Records excerpted from a collection:
<<<<
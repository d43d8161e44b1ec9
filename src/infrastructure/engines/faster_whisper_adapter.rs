use std::path::Path;
use std::sync::Arc;

use async_trait::async_trait;
use futures::stream::StreamExt;
use serde::Deserialize;
use serde_json::{Map, json};
use tokio::sync::mpsc;

use crate::application::ports::{
    AdapterError, EngineAdapter, EngineCapabilities, InferRequest, InferenceRuntime,
    SegmentStream, TranscriptionOptions,
};
use crate::domain::{Engine, EngineSettings, Transcript, Word};

use super::model_loading::{
    ensure_audio_readable, ensure_task_supported, load_model, validate_device,
};
use super::transcript_normalizer::{
    SegmentDraft, SegmentNumbering, TranscriptBuilder, decode_native, runtime_failure,
};

const DEVICES: &[&str] = &["cpu", "cuda", "auto"];
const COMPUTE_TYPES: &[&str] = &[
    "default",
    "auto",
    "int8",
    "int8_float16",
    "int8_float32",
    "int8_bfloat16",
    "int16",
    "float16",
    "bfloat16",
    "float32",
];
const DEFAULT_COMPUTE_TYPE: &str = "int8";
const SEGMENT_CHANNEL_CAPACITY: usize = 16;

const CAPABILITIES: EngineCapabilities = EngineCapabilities {
    streaming: true,
    word_timestamps: true,
    translation: true,
};

pub struct FasterWhisperAdapter {
    model: String,
    runtime: Arc<dyn InferenceRuntime>,
}

#[derive(Deserialize)]
struct NativeResult {
    segments: Vec<NativeSegment>,
    info: NativeInfo,
}

#[derive(Deserialize)]
struct NativeInfo {
    language: String,
    duration: f64,
}

#[derive(Deserialize)]
struct NativeSegment {
    #[serde(default)]
    seek: i64,
    start: f64,
    end: f64,
    text: String,
    #[serde(default)]
    tokens: Vec<i64>,
    #[serde(default)]
    temperature: f64,
    #[serde(default)]
    avg_logprob: f64,
    #[serde(default)]
    compression_ratio: f64,
    #[serde(default)]
    no_speech_prob: f64,
    #[serde(default)]
    words: Option<Vec<NativeWord>>,
}

#[derive(Deserialize)]
struct NativeWord {
    start: f64,
    end: f64,
    word: String,
    #[serde(default)]
    probability: f64,
}

#[derive(Deserialize)]
#[serde(rename_all = "lowercase")]
enum NativeStreamRecord {
    Info(NativeInfo),
    Segment(NativeSegment),
}

impl NativeSegment {
    fn into_draft(self) -> SegmentDraft {
        SegmentDraft {
            seek: self.seek,
            start: self.start,
            end: self.end,
            text: self.text,
            tokens: self.tokens,
            temperature: self.temperature,
            avg_logprob: self.avg_logprob,
            compression_ratio: self.compression_ratio,
            no_speech_prob: self.no_speech_prob,
            words: self.words.map(|words| {
                words
                    .into_iter()
                    .map(|w| Word {
                        start: w.start,
                        end: w.end,
                        text: w.word,
                        probability: w.probability,
                    })
                    .collect()
            }),
        }
    }
}

impl FasterWhisperAdapter {
    pub async fn new(
        model: &str,
        settings: &EngineSettings,
        runtime: Arc<dyn InferenceRuntime>,
    ) -> Result<Self, AdapterError> {
        validate_device(Engine::FasterWhisper, &settings.device, DEVICES)?;

        let compute_type = settings
            .compute_type
            .as_deref()
            .unwrap_or(DEFAULT_COMPUTE_TYPE);
        if !COMPUTE_TYPES.contains(&compute_type) {
            return Err(AdapterError::ModelLoad(format!(
                "compute type '{}' is not supported by {}",
                compute_type,
                Engine::FasterWhisper
            )));
        }

        load_model(
            runtime.as_ref(),
            Engine::FasterWhisper,
            model,
            settings,
            Some(compute_type),
        )
        .await?;

        Ok(Self {
            model: model.to_string(),
            runtime,
        })
    }

    fn request(&self, audio: &Path, options: &TranscriptionOptions) -> InferRequest {
        let mut native = Map::new();
        native.insert("task".to_string(), json!(options.task.as_str()));
        if let Some(language) = &options.language {
            native.insert("language".to_string(), json!(language));
        }
        if let Some(prompt) = &options.prompt {
            native.insert("initial_prompt".to_string(), json!(prompt));
        }
        native.insert("temperature".to_string(), json!(options.temperature));
        native.insert(
            "word_timestamps".to_string(),
            json!(options.granularities.word),
        );

        InferRequest {
            engine: Engine::FasterWhisper,
            model: self.model.clone(),
            audio_path: audio.to_path_buf(),
            options: native,
        }
    }
}

#[async_trait]
impl EngineAdapter for FasterWhisperAdapter {
    fn engine(&self) -> Engine {
        Engine::FasterWhisper
    }

    fn model_name(&self) -> &str {
        &self.model
    }

    fn capabilities(&self) -> EngineCapabilities {
        CAPABILITIES
    }

    async fn transcribe_file(
        &self,
        audio: &Path,
        options: &TranscriptionOptions,
    ) -> Result<Transcript, AdapterError> {
        ensure_task_supported(Engine::FasterWhisper, CAPABILITIES, options.task)?;
        ensure_audio_readable(audio).await?;

        let request = self.request(audio, options);
        let value = self
            .runtime
            .infer(&request)
            .await
            .map_err(runtime_failure)?;
        let native: NativeResult = decode_native(value)?;

        let mut builder = TranscriptBuilder::new(options.task, options.granularities.word);
        for segment in native.segments {
            builder.push(segment.into_draft());
        }

        Ok(builder.finish(native.info.language, native.info.duration))
    }

    async fn transcribe_stream(
        &self,
        audio: &Path,
        options: &TranscriptionOptions,
    ) -> Result<SegmentStream, AdapterError> {
        ensure_task_supported(Engine::FasterWhisper, CAPABILITIES, options.task)?;
        ensure_audio_readable(audio).await?;

        let request = self.request(audio, options);
        let mut native = self
            .runtime
            .infer_stream(&request)
            .await
            .map_err(runtime_failure)?;

        let info = match native.next().await {
            Some(Ok(value)) => match decode_native::<NativeStreamRecord>(value)? {
                NativeStreamRecord::Info(info) => info,
                NativeStreamRecord::Segment(_) => {
                    return Err(AdapterError::EngineRuntime(
                        "stream did not start with transcription info".to_string(),
                    ));
                }
            },
            Some(Err(e)) => return Err(runtime_failure(e)),
            None => {
                return Err(AdapterError::EngineRuntime(
                    "stream ended before transcription info".to_string(),
                ));
            }
        };

        let (tx, rx) = mpsc::channel(SEGMENT_CHANNEL_CAPACITY);
        let mut numbering = SegmentNumbering::new(options.granularities.word);
        let model = self.model.clone();

        tokio::spawn(async move {
            while let Some(item) = native.next().await {
                let message = item
                    .map_err(runtime_failure)
                    .and_then(decode_native::<NativeStreamRecord>)
                    .and_then(|record| match record {
                        NativeStreamRecord::Segment(segment) => {
                            Ok(numbering.number(segment.into_draft()))
                        }
                        NativeStreamRecord::Info(_) => Err(AdapterError::EngineRuntime(
                            "duplicate info record in stream".to_string(),
                        )),
                    });
                let failed = message.is_err();

                if tx.send(message).await.is_err() {
                    tracing::debug!(model = %model, "Segment consumer dropped, stopping decode");
                    break;
                }
                if failed {
                    break;
                }
            }
        });

        Ok(SegmentStream {
            language: info.language,
            duration: info.duration,
            segments: rx,
        })
    }
}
>>>>
Go through the entries above and copy each line with "InferenceRuntime" in it.

    AdapterError, EngineAdapter, EngineCapabilities, InferRequest, InferenceRuntime,
    runtime: Arc<dyn InferenceRuntime>,
        runtime: Arc<dyn InferenceRuntime>,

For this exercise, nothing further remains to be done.